Saturday, 17 August 2019

Ketika Kamar Tampak Gelap Istri Tetangga Disergap

Kamis, 9 Mei 2019 — 6:30 WIB
9-DIA-9-MEI-19

RUPANYA Yusuf, 46, penderita penyakit “subita” (suka bini tetangga) stadium empat. Setiap melihat kemolekan tubuh Ny. Fitri, 28, yang aduhai, ukuran celananya kontan berubah. Pas lampu PLN mati, Yusuf merayap ke kamar tidur Fitri, dan main sergap. Baru sempat cium dan raba-raba, korban teriak. Kacau semuanya.

Usia menjelang kepala lima, selera lelaki umumnya berubah. Dalam urusan wanita, dia lebih tertarik pada wanita usia 35 tahun ke atas, kelas emak-emaklah. Melihat wanita usia di bawah 30 tahun, kehilangan selera karena seperti ketemu anak sendiri. Tapi ini pandangan secara umum. Yang tidak umum, ada juga kakek bangkotan masih ngudak-udah gadis ABG. Jelas-jelas ini kakek genit, yang baru sembuh nanti setelah…..koit!

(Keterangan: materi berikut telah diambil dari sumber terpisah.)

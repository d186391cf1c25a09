//! Item propagation: one simulation step over the whole grid.
//!
//! A step clears every `item_updated` marker, then visits cells in row-major
//! order (`y` outer, `x` inner) and tries to advance each conveyor's item one
//! cell toward its heading.
//!
//! # Chain resolution
//!
//! When the destination of a move is occupied, the occupant gets a chance to
//! move first, in the same step. Resolution is a depth-first walk along the
//! chain of occupied conveyors:
//!
//! 1. Walk forward from the starting cell while each cell can move and its
//!    destination is occupied, recording the cells on the current path.
//! 2. Stop at an empty destination (the chain can drain), at an occupant
//!    that cannot move (the chain is blocked), or at a destination already on
//!    the path (the chain is a closed loop).
//! 3. Unwind from the tail: each cell whose destination is now empty moves.
//!
//! A closed loop of full conveyors is unresolvable for that step and its items
//! stay in place. The walk uses an explicit stack, so chain length is bounded
//! only by grid size.
//!
//! # Markers
//!
//! A cell that receives an item is marked `item_updated` and is skipped for
//! the rest of the step. An item therefore moves at most one cell per step,
//! and a freshly arrived item is never pushed on by its new cell in the same
//! step.
//!
//! # Edges
//!
//! Destinations are clamped onto the grid. A conveyor on the edge pointing
//! outward targets itself; its item halts there, is marked as updated, and is
//! not transmuted.

use std::collections::HashSet;

use crate::boundary::step_toward;
use crate::cell::{Cell, Item};
use crate::event::{Event, EventSink};
use crate::grid::{Grid, GridPosition};
use crate::sim::Ticks;

// ---------------------------------------------------------------------------
// Step report
// ---------------------------------------------------------------------------

/// Outcome of a single step.
#[derive(Debug, Clone, Default, PartialEq, Eq)]
pub struct StepReport {
    /// Items that moved one cell.
    pub moved: u32,
    /// Items whose kind changed on departure.
    pub transmuted: u32,
    /// Chain walks that closed on themselves and were left in place.
    pub blocked_chains: u32,
    /// Cells whose item changed, in the order the changes happened.
    pub changed: Vec<GridPosition>,
}

// ---------------------------------------------------------------------------
// Step
// ---------------------------------------------------------------------------

/// Run one propagation step over `grid`. `tick` is stamped on emitted events.
pub fn step(grid: &mut Grid, tick: Ticks, sink: &mut impl EventSink) -> StepReport {
    grid.clear_update_markers();

    let mut stepper = Stepper {
        grid,
        tick,
        sink,
        chain: Vec::new(),
        on_path: HashSet::new(),
        report: StepReport::default(),
    };
    for pos in stepper.grid.positions() {
        stepper.advance(pos);
    }

    let report = stepper.report;
    log::trace!(
        "tick {tick}: {} moved, {} transmuted, {} blocked",
        report.moved,
        report.transmuted,
        report.blocked_chains
    );
    report
}

/// Whether the cell's item is eligible to move this step.
fn can_move(cell: &Cell) -> bool {
    cell.is_conveyor() && cell.has_item() && !cell.item_updated
}

struct Stepper<'a, S: EventSink> {
    grid: &'a mut Grid,
    tick: Ticks,
    sink: &'a mut S,
    /// Cells on the current walk, head first. Reused across walks.
    chain: Vec<GridPosition>,
    on_path: HashSet<GridPosition>,
    report: StepReport,
}

impl<S: EventSink> Stepper<'_, S> {
    /// Try to move the item at `start`, clearing its path first if needed.
    fn advance(&mut self, start: GridPosition) {
        if !can_move(&self.grid[start]) {
            return;
        }

        self.chain.clear();
        self.on_path.clear();
        self.chain.push(start);
        self.on_path.insert(start);

        let size = self.grid.size();
        while let Some(&current) = self.chain.last() {
            let cell = self.grid[current];
            if !can_move(&cell) {
                // An occupant that cannot move blocks everything behind it.
                self.chain.pop();
                break;
            }

            let dest = step_toward(current, cell.direction, size);
            if dest == current {
                self.grid[current].item_updated = true;
                self.chain.pop();
                break;
            }
            if !self.grid[dest].has_item() {
                break;
            }
            if self.on_path.contains(&dest) {
                log::debug!("conveyor loop at ({}, {}) is full", current.x, current.y);
                self.report.blocked_chains += 1;
                self.sink.emit(Event::ChainBlocked {
                    at: current,
                    tick: self.tick,
                });
                break;
            }

            self.chain.push(dest);
            self.on_path.insert(dest);
        }

        // Unwind from the tail. Each move empties the destination of the
        // cell before it.
        while let Some(current) = self.chain.pop() {
            let cell = self.grid[current];
            let dest = step_toward(current, cell.direction, size);
            if dest != current && !self.grid[dest].has_item() {
                self.move_item(current, dest);
            }
        }
    }

    fn move_item(&mut self, from: GridPosition, to: GridPosition) {
        let source = self.grid[from];
        let mut item = source.item;

        if source.transmutator {
            let transmuted = item.transmuted();
            if transmuted != item {
                self.report.transmuted += 1;
                self.sink.emit(Event::ItemTransmuted {
                    at: from,
                    from_item: item,
                    to_item: transmuted,
                    tick: self.tick,
                });
            }
            item = transmuted;
        }

        self.grid[from].item = Item::Empty;
        let dest = &mut self.grid[to];
        dest.item = item;
        dest.item_updated = true;

        self.report.moved += 1;
        self.report.changed.push(from);
        self.report.changed.push(to);
        self.sink.emit(Event::ItemMoved {
            from,
            to,
            item,
            tick: self.tick,
        });
    }
}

Yusuf warga Nibung, Kabupaten Muratara, Sumatera Selatan, usianya juga baru menjelang kepala lima, tapi selera akan perempuan belum bergeser. Melihat keluarga baru pasangan Murtaki – Fitri tetangga sendiri, pikirannya justru ngeres nggak keruan. Penampilan Fitri yang seksi menggiurkan, bodi bahenol kata orang Betawi, bikin Yusuf cenut-cenut dia punya kepala, karena dia langsung membayangkan yang mboten-mboten.

Sejak itu Yusuf kena penyakit subita. Mestinya kan malu dengan namanya. Nabi Yusuf, meski digoda Siti Zulaikha yang cantik dan sekel nan cemekel, sama sekali tak tergiur. Ini Yusuf dari Nibung, setiap melihat Fitri langsung pengin ngambung (mencium) dan masuk dalam sarung. Padahal resikonya, bisa kena pentung.

Makin lama penyakit subita Yusuf semakin kronis dan masuk stadium empat. Sekali waktu pas rumah Fitri sepi, dia menyelinap dan berhasil cium pipi Fitri….ngok! Tapi karena korban teriak, Yusuf langsung kabur dan bersikap seperti tak terjadi apa-apa. Jika ada pepatah “lempar batu sembunyi tangan”, ya Yusuflah orangnya.

Pengalaman gagal dalam hal pelecehan seksual, tak membuat Yusuf kapok. Karena terkesima akan kata motifator bahwa kegagalan adalah sukses yang tertunda, lain hari Yusuf kembali mencoba. Kala itu kebetulan lampu PLN sedang mati, kembali dia merayap ke kamar Fitri. Dalam kegelapan dia langsung menyergap istri Murtaki. Karena terlambat bereaksi, Fitri pura-pura pasrah. Walhasil Yusuf sempat “entuk-entukan” dari cium pipi sampai mencium bibir, clepotttt……

Ketika Yusuf mau melebar ke mana-mana, Fitri pun berteriak lantang, “Toloooong!” Kagetlah Yusuf. Dikiranya pasrah, ternyata malah panggil orang. Kembali dia kabur. Kebetulan Murtaki sudah pulang kerja, sehingga bersama tetangga perusuh rumahtangga itu langsung dikejar sampai dapat dan kemudian diserahkan ke polisi.